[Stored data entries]
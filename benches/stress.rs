use std::collections::HashSet;
use std::path::PathBuf;
use std::sync::Arc;
use std::time::{Duration, Instant};

use seatd::catalog::Catalog;
use seatd::engine::{Engine, RetryPolicy};
use seatd::model::*;
use seatd::store::{AllocationStore, InMemoryStore, WalStore};

fn percentile(sorted: &[Duration], p: f64) -> Duration {
    if sorted.is_empty() {
        return Duration::ZERO;
    }
    let idx = ((sorted.len() as f64) * p / 100.0) as usize;
    sorted[idx.min(sorted.len() - 1)]
}

fn print_latency(label: &str, latencies: &mut [Duration]) {
    if latencies.is_empty() {
        println!("  {label}: no samples");
        return;
    }
    latencies.sort();
    let total: Duration = latencies.iter().sum();
    let avg = total / latencies.len() as u32;
    let max = latencies[latencies.len() - 1];
    println!("  {label}:");
    println!(
        "    n={}, avg={:.3}ms, p50={:.3}ms, p95={:.3}ms, p99={:.3}ms, max={:.3}ms",
        latencies.len(),
        avg.as_secs_f64() * 1000.0,
        percentile(latencies, 50.0).as_secs_f64() * 1000.0,
        percentile(latencies, 95.0).as_secs_f64() * 1000.0,
        percentile(latencies, 99.0).as_secs_f64() * 1000.0,
        max.as_secs_f64() * 1000.0,
    );
}

/// `n` tables with capacities cycling 2, 4, 6, 8.
fn dining_room(n: usize) -> Arc<Catalog> {
    let tables = (0..n)
        .map(|i| Resource::new(format!("T{i:03}"), 2 + 2 * (i as u32 % 4)))
        .collect();
    Arc::new(Catalog::new(tables).expect("valid bench catalog"))
}

#[derive(Default)]
struct Tally {
    reserved: usize,
    no_capacity: usize,
    contention: usize,
    rejected: usize,
}

impl Tally {
    fn add(&mut self, outcome: &AllocationOutcome) {
        match outcome {
            AllocationOutcome::Allocated(_) => self.reserved += 1,
            AllocationOutcome::Failed(AllocationFailure::NoCapacity) => self.no_capacity += 1,
            AllocationOutcome::Failed(AllocationFailure::Contention) => self.contention += 1,
            AllocationOutcome::Failed(AllocationFailure::Rejected(_)) => self.rejected += 1,
        }
    }

    fn print(&self) {
        println!(
            "  outcomes: reserved={} no_capacity={} contention={} rejected={}",
            self.reserved, self.no_capacity, self.contention, self.rejected
        );
    }
}

async fn phase1_sequential(store: Arc<dyn AllocationStore>) {
    let engine = Engine::new(dining_room(64), store);
    let mut latencies = Vec::new();
    let mut tally = Tally::default();
    let start = Instant::now();

    for slot in 0..24 {
        for i in 0..64u32 {
            let t = Instant::now();
            let outcome = engine
                .make_allocation(AllocationRequest::new(slot, 1 + i % 8))
                .await
                .expect("store fault");
            latencies.push(t.elapsed());
            tally.add(&outcome);
        }
    }

    let elapsed = start.elapsed();
    let ops = latencies.len() as f64 / elapsed.as_secs_f64();
    println!(
        "  {} requests in {:.2}s = {ops:.0} ops/sec",
        latencies.len(),
        elapsed.as_secs_f64()
    );
    tally.print();
    print_latency("allocation latency", &mut latencies);
}

/// Many tasks hammer one slot so commits collide.
async fn phase2_contended(store: Arc<dyn AllocationStore>, retry: RetryPolicy) {
    let catalog = dining_room(16);
    let engine = Arc::new(Engine::with_retry(catalog.clone(), store, retry));
    let n_tasks = 64;
    let per_task = 4;

    let start = Instant::now();
    let mut handles = Vec::new();
    for task in 0..n_tasks {
        let engine = engine.clone();
        handles.push(tokio::spawn(async move {
            let mut samples = Vec::with_capacity(per_task);
            for j in 0..per_task {
                let size = 1 + ((task + j) as u32 % 6);
                let t = Instant::now();
                let outcome = engine
                    .make_allocation(AllocationRequest::new(12, size))
                    .await
                    .expect("store fault");
                samples.push((t.elapsed(), outcome));
            }
            samples
        }));
    }

    let mut latencies = Vec::new();
    let mut tally = Tally::default();
    for h in handles {
        for (latency, outcome) in h.await.expect("bench task panicked") {
            latencies.push(latency);
            tally.add(&outcome);
        }
    }
    let elapsed = start.elapsed();

    let held = engine.list_all_allocations().await.expect("store fault");
    let keys: HashSet<_> = held.iter().map(|r| r.resource_id.as_str()).collect();
    assert_eq!(keys.len(), held.len(), "double booking under contention");
    assert_eq!(held.len(), tally.reserved);

    println!(
        "  {} tasks x {per_task} requests on one slot ({} tables) in {:.2}s, {} attempts max",
        n_tasks,
        catalog.len(),
        elapsed.as_secs_f64(),
        retry.max_attempts
    );
    tally.print();
    print_latency("contended allocation latency", &mut latencies);
}

async fn phase3_churn(store: Arc<dyn AllocationStore>) {
    let engine = Arc::new(Engine::new(dining_room(8), store));
    let n_tasks = 16;
    let rounds = 200;

    let start = Instant::now();
    let mut handles = Vec::new();
    for task in 0..n_tasks {
        let engine = engine.clone();
        handles.push(tokio::spawn(async move {
            let mut cancels = 0usize;
            for round in 0..rounds {
                let slot = (task + round) as Slot % 24;
                let outcome = engine
                    .make_allocation(AllocationRequest::new(slot, 2))
                    .await
                    .expect("store fault");
                if let AllocationOutcome::Allocated(record) = outcome {
                    if engine.cancel(record.id).await.expect("store fault") {
                        cancels += 1;
                    }
                }
            }
            cancels
        }));
    }

    let mut cancels = 0;
    for h in handles {
        cancels += h.await.expect("bench task panicked");
    }
    let elapsed = start.elapsed();
    let ops = (n_tasks * rounds + cancels) as f64 / elapsed.as_secs_f64();
    println!(
        "  {n_tasks} tasks x {rounds} reserve+cancel rounds, {cancels} cancels in {:.2}s = {ops:.0} ops/sec",
        elapsed.as_secs_f64()
    );
}

fn bench_wal_path(phase: &str) -> PathBuf {
    let dir = std::env::temp_dir().join("seatd_bench");
    std::fs::create_dir_all(&dir).expect("create bench dir");
    let path = dir.join(format!("{phase}.wal"));
    let _ = std::fs::remove_file(&path);
    path
}

fn wal_store(phase: &str) -> Arc<dyn AllocationStore> {
    Arc::new(WalStore::open(&bench_wal_path(phase)).expect("open bench WAL"))
}

#[tokio::main]
async fn main() {
    let backoff_ms: u64 = std::env::var("SEATD_BENCH_BACKOFF_MS")
        .ok()
        .and_then(|s| s.parse().ok())
        .unwrap_or(0);
    let retry = RetryPolicy::new(3, Duration::from_millis(backoff_ms));

    println!("=== seatd allocation benchmark ===\n");

    println!("[phase 1] sequential allocation (memory)");
    phase1_sequential(Arc::new(InMemoryStore::new())).await;

    println!("\n[phase 1] sequential allocation (wal)");
    phase1_sequential(wal_store("sequential")).await;

    println!("\n[phase 2] contended allocation (memory)");
    phase2_contended(Arc::new(InMemoryStore::new()), retry).await;

    println!("\n[phase 2] contended allocation (wal)");
    phase2_contended(wal_store("contended"), retry).await;

    println!("\n[phase 3] reserve/cancel churn (wal)");
    phase3_churn(wal_store("churn")).await;

    println!("\n=== benchmark complete ===");
}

## Activity
Repeat, exactly as they stand above, the lines from the line with "AllocationOutcome::Allocated(_) => self.reserved" to the line with "let n_tasks = 64;", both lines included.

## Written answer
            AllocationOutcome::Allocated(_) => self.reserved += 1,
            AllocationOutcome::Failed(AllocationFailure::NoCapacity) => self.no_capacity += 1,
            AllocationOutcome::Failed(AllocationFailure::Contention) => self.contention += 1,
            AllocationOutcome::Failed(AllocationFailure::Rejected(_)) => self.rejected += 1,
        }
    }

    fn print(&self) {
        println!(
            "  outcomes: reserved={} no_capacity={} contention={} rejected={}",
            self.reserved, self.no_capacity, self.contention, self.rejected
        );
    }
}

async fn phase1_sequential(store: Arc<dyn AllocationStore>) {
    let engine = Engine::new(dining_room(64), store);
    let mut latencies = Vec::new();
    let mut tally = Tally::default();
    let start = Instant::now();

    for slot in 0..24 {
        for i in 0..64u32 {
            let t = Instant::now();
            let outcome = engine
                .make_allocation(AllocationRequest::new(slot, 1 + i % 8))
                .await
                .expect("store fault");
            latencies.push(t.elapsed());
            tally.add(&outcome);
        }
    }

    let elapsed = start.elapsed();
    let ops = latencies.len() as f64 / elapsed.as_secs_f64();
    println!(
        "  {} requests in {:.2}s = {ops:.0} ops/sec",
        latencies.len(),
        elapsed.as_secs_f64()
    );
    tally.print();
    print_latency("allocation latency", &mut latencies);
}

/// Many tasks hammer one slot so commits collide.
async fn phase2_contended(store: Arc<dyn AllocationStore>, retry: RetryPolicy) {
    let catalog = dining_room(16);
    let engine = Arc::new(Engine::with_retry(catalog.clone(), store, retry));
    let n_tasks = 64;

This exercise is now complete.